The third removal of structure involves Reid’s commedia-inspired makeup. A type of mask is constructed through the immutable expression drawn on to Farrell’s face—an apprehensive brow, white face, and a downcast mouth. We could again connect this design choice with a postdigital aesthetic, that of the bug and the glitch:

The bug as a technical error and the glitch as a momentary fault in the system operate as ghosts in the machine that allow chance computational and electronic phenomena to appear and participate in structure of the work. What is at play is an aesthetic of failure, disruption, noise, and interference that promotes spontaneity and randomness (Causey, 434).

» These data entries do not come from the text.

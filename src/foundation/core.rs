use crate::foundation::error::{SlowmoError, SlowmoResult};

/// Closed time range `[start, end]` in output seconds.
#[derive(Clone, Copy, Debug, PartialEq, serde::Serialize, serde::Deserialize)]
pub struct TimeRange {
    /// Inclusive range start (seconds).
    pub start: f64,
    /// Inclusive range end (seconds).
    pub end: f64,
}

impl TimeRange {
    /// Create a validated range with finite bounds and `start <= end`.
    pub fn new(start: f64, end: f64) -> SlowmoResult<Self> {
        if !start.is_finite() || !end.is_finite() {
            return Err(SlowmoError::validation("time range bounds must be finite"));
        }
        if start > end {
            return Err(SlowmoError::validation(format!(
                "time range start {start} must be <= end {end}"
            )));
        }
        Ok(Self { start, end })
    }

    /// Length of the range in seconds.
    pub fn duration(self) -> f64 {
        self.end - self.start
    }

    /// Clamp both bounds into `bounds`.
    pub fn clamp_to(self, bounds: TimeRange) -> Self {
        Self {
            start: self.start.clamp(bounds.start, bounds.end),
            end: self.end.clamp(bounds.start, bounds.end),
        }
    }

    /// Number of output frames rendered for this range at `fps`.
    ///
    /// Frames sit at `start + i / fps`; a zero-length range still renders one frame.
    pub fn frame_count(self, fps: Fps) -> u64 {
        ((self.duration() * fps.get()).floor() as u64).max(1)
    }

    /// Output time of frame `i` at `fps`.
    pub fn frame_time(self, fps: Fps, i: u64) -> f64 {
        self.start + (i as f64) / fps.get()
    }
}

/// Output frame rate in frames per second (finite, > 0).
#[derive(Clone, Copy, Debug, PartialEq, serde::Serialize, serde::Deserialize)]
#[serde(try_from = "f64", into = "f64")]
pub struct Fps(f64);

impl Fps {
    /// Create a validated frame rate.
    pub fn new(fps: f64) -> SlowmoResult<Self> {
        if !fps.is_finite() || fps <= 0.0 {
            return Err(SlowmoError::validation(format!(
                "fps must be finite and > 0 (got {fps})"
            )));
        }
        Ok(Self(fps))
    }

    /// Frames per second as `f64`.
    pub fn get(self) -> f64 {
        self.0
    }
}

impl Default for Fps {
    fn default() -> Self {
        Self(24.0)
    }
}

impl TryFrom<f64> for Fps {
    type Error = SlowmoError;

    fn try_from(value: f64) -> Result<Self, Self::Error> {
        Self::new(value)
    }
}

impl From<Fps> for f64 {
    fn from(value: Fps) -> Self {
        value.0
    }
}

/// Resolution at which frames are read and rendered.
#[derive(Clone, Copy, Debug, Default, PartialEq, Eq, Hash, serde::Serialize, serde::Deserialize)]
#[serde(rename_all = "snake_case")]
pub enum FrameSize {
    /// Source resolution.
    #[default]
    Original,
    /// Half resolution in each dimension.
    Small,
}

impl FrameSize {
    /// Scale source dimensions to this frame size (never below 1x1).
    pub fn scale(self, width: u32, height: u32) -> (u32, u32) {
        match self {
            FrameSize::Original => (width, height),
            FrameSize::Small => ((width / 2).max(1), (height / 2).max(1)),
        }
    }

    /// Short label used in cache file names.
    pub fn label(self) -> &'static str {
        match self {
            FrameSize::Original => "orig",
            FrameSize::Small => "small",
        }
    }
}

/// How an output frame is produced between two source frames.
#[derive(Clone, Copy, Debug, Default, PartialEq, Eq, serde::Serialize, serde::Deserialize)]
#[serde(rename_all = "snake_case")]
pub enum InterpolationMode {
    /// Take the closest source frame.
    Nearest,
    /// Cross-fade the two neighbouring source frames.
    #[default]
    Linear,
    /// Warp along the forward optical flow, then blend.
    Flow,
}

#[cfg(test)]
#[path = "../../tests/unit/foundation/core.rs"]
mod tests;
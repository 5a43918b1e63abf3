//! MCP tools for read-only SQL Server access.
//!
//! - `get_tables`: List base tables
//! - `get_columns`: Describe the columns of a table
//! - `get_relationships`: List foreign-key relationships
//! - `execute_sql`: Run a single read-only query
//! - `get_stored_procedure`: Show a stored procedure's source
//!
//! Every tool answers with text. Database failures come back as an error
//! result carrying a readable message, never as a protocol error.

mod inputs;

pub use inputs::*;

use crate::error::{McpError, ServerError};
use crate::server::MssqlReadOnlyServer;
use rmcp::handler::server::wrapper::Parameters;
use rmcp::model::{CallToolResult, Content};
use rmcp::service::{RequestContext, RoleServer};
use rmcp::{tool, tool_router};
use tracing::{debug, error, info};

#[tool_router(vis = "pub(crate)")]
impl MssqlReadOnlyServer {
    /// List the base tables of a database.
    #[tool(description = "List all tables in the database as schema.table. Optionally pass database_name to inspect another database on the same server.")]
    pub async fn get_tables(
        &self,
        Parameters(input): Parameters<DatabaseInput>,
    ) -> Result<CallToolResult, McpError> {
        let database = input.database_name.as_deref();
        let db_info = format_database_info(database);
        debug!("Listing tables{}", db_info);

        match self.catalog.list_tables(database).await {
            Ok(tables) => Ok(text_result(format!(
                "Tables{}:\n\n{}",
                db_info,
                join_lines(&tables, "\n")
            ))),
            Err(e) => Ok(failure("get_tables", e)),
        }
    }

    /// Describe the columns of a table.
    #[tool(description = "Get the columns of a table: name, data type, nullability, identity and primary key. Accepts 'Users', 'sales.Orders' or phrases like 'table Users'.")]
    pub async fn get_columns(
        &self,
        Parameters(input): Parameters<GetColumnsInput>,
    ) -> Result<CallToolResult, McpError> {
        let table = extract_table_name(&input.table_name);
        if table.is_empty() {
            return Ok(text_result(
                "Please specify the table name to query its fields.",
            ));
        }

        let database = input.database_name.as_deref();
        let db_info = format_database_info(database);
        debug!("Listing columns of '{}'{}", table, db_info);

        match self.catalog.list_columns(&table, database).await {
            Ok(columns) if columns.is_empty() => Ok(text_result(format!(
                "No columns found for table '{}'{}. Verify the table name is correct.",
                table, db_info
            ))),
            Ok(columns) => Ok(text_result(format!(
                "Columns in the table {}{}:\n\n{}",
                table,
                db_info,
                join_lines(&columns, "\n")
            ))),
            Err(e) => Ok(failure("get_columns", e)),
        }
    }

    /// List the foreign-key relationships between tables.
    #[tool(description = "List foreign key relationships between tables as Table.Column -> ReferencedTable.Column.")]
    pub async fn get_relationships(
        &self,
        Parameters(input): Parameters<DatabaseInput>,
    ) -> Result<CallToolResult, McpError> {
        let database = input.database_name.as_deref();
        let db_info = format_database_info(database);

        match self.catalog.list_relationships(database).await {
            Ok(relationships) if relationships.is_empty() => Ok(text_result(format!(
                "No foreign key relationships found{}.",
                db_info
            ))),
            Ok(relationships) => Ok(text_result(format!(
                "Relationships between tables{}:\n\n{}",
                db_info,
                join_lines(&relationships, "\n")
            ))),
            Err(e) => Ok(failure("get_relationships", e)),
        }
    }

    /// Run a single read-only query.
    #[tool(description = "Execute a read-only SQL query. Only a single SELECT (or WITH ... SELECT) statement is accepted; anything that could modify data or schema is rejected before reaching the database.")]
    pub async fn execute_sql(
        &self,
        Parameters(input): Parameters<ExecuteSqlInput>,
        context: RequestContext<RoleServer>,
    ) -> Result<CallToolResult, McpError> {
        info!("execute_sql called");

        let output = self
            .executor
            .execute_read_only_query_with_cancel(
                &input.sql_query,
                input.database_name.as_deref(),
                context.ct.clone(),
            )
            .await;

        Ok(text_result(output))
    }

    /// Show the source of a stored procedure.
    #[tool(description = "Get the definition (source code) of a stored procedure by name.")]
    pub async fn get_stored_procedure(
        &self,
        Parameters(input): Parameters<GetStoredProcedureInput>,
    ) -> Result<CallToolResult, McpError> {
        let name = input.sp_name.trim();
        if name.is_empty() {
            return Ok(text_result("Stored procedure name cannot be empty."));
        }

        let database = input.database_name.as_deref();
        let db_info = format_database_info(database);

        match self.catalog.procedure_definition(name, database).await {
            Ok(definitions) if definitions.is_empty() => Ok(text_result(format!(
                "Stored procedure '{}' not found{}.",
                name, db_info
            ))),
            Ok(definitions) => Ok(text_result(format!(
                "Stored procedure '{}'{}:\n\n{}",
                name,
                db_info,
                join_lines(&definitions, "\n\n")
            ))),
            Err(e) => Ok(failure("get_stored_procedure", e)),
        }
    }
}

fn text_result(text: impl Into<String>) -> CallToolResult {
    CallToolResult::success(vec![Content::text(text.into())])
}

fn failure(tool: &str, e: ServerError) -> CallToolResult {
    error!("{} failed: {}", tool, e);
    if let Some(hint) = e.suggestion() {
        debug!("{}: {}", tool, hint);
    }
    CallToolResult::error(vec![Content::text(e.caller_message())])
}

fn join_lines<T: std::fmt::Display>(items: &[T], separator: &str) -> String {
    items
        .iter()
        .map(ToString::to_string)
        .collect::<Vec<_>>()
        .join(separator)
}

The postdigital aesthetic of the glitch is exhibited in Farrell’s fixed appearance; his expression is ‘on repeat,’ circulating on a loop. Regardless of the situation that the character of Farrell enters, this expression remains unchanged. Corn Exchange disrupt the range of emotion communication of the face that usually occurs through changing expression by introducing a glitch. Farrell is, like Bacon’s Figures, caught in a moment of static violent response and thus, his body moves from a signifying register to an asignifying register that transmits affect in excess of any narrative detail.

Again, we can draw a comparison to Deleuze’s study of Bacon’s artwork. In reference to the painting Untitled (Pope) (1954), Deleuze explores the ‘insupportable smile’ that violently radiates from the papal Figure. Beneath the smudges and rubbing techniques that distort the BwO Figure, the smile remains. However, the smile is not a representation of hope or even a sinister delight. The smile, the mouth of the pope, speaks in an intensive language. It stands for both the entirety of the body and also the void of distinction between the Figure and what surrounds him (Deleuze 2003, 29). This one expression exceeds the representation. It holds a powerful affective force. The painting intends its observer to have a physical response that is over and above any meaning that may be assigned.

Masks frequently hold a subversive quality, so if we are to speak about amputation in the Deleuzian sense, the removal of expression, or as Deleuze would say the removal of the face from the head, disrupts a straightforward representation. By wearing the same masked expression throughout, Farrell is marked as a deterritorialised Figure. But the amputation of the face by the wearing of a mask is not only pertinent for Farrell’s deterritorialisation and transformation into a BwO. By relinquishing the organisation of the face, Farrell invites the act of coinciding deterritorialisation in the spectator. Farrell, like his stunted language and the contour of the bare stage, is a blank canvas upon which identification is promoted. The amputation of the face through the wearing of a mask in Man of Valour is pertinent not only for Farrell’s deterritorialisation and transformation into a BwO but also the spectator’s transition too, which I will explore in the next section.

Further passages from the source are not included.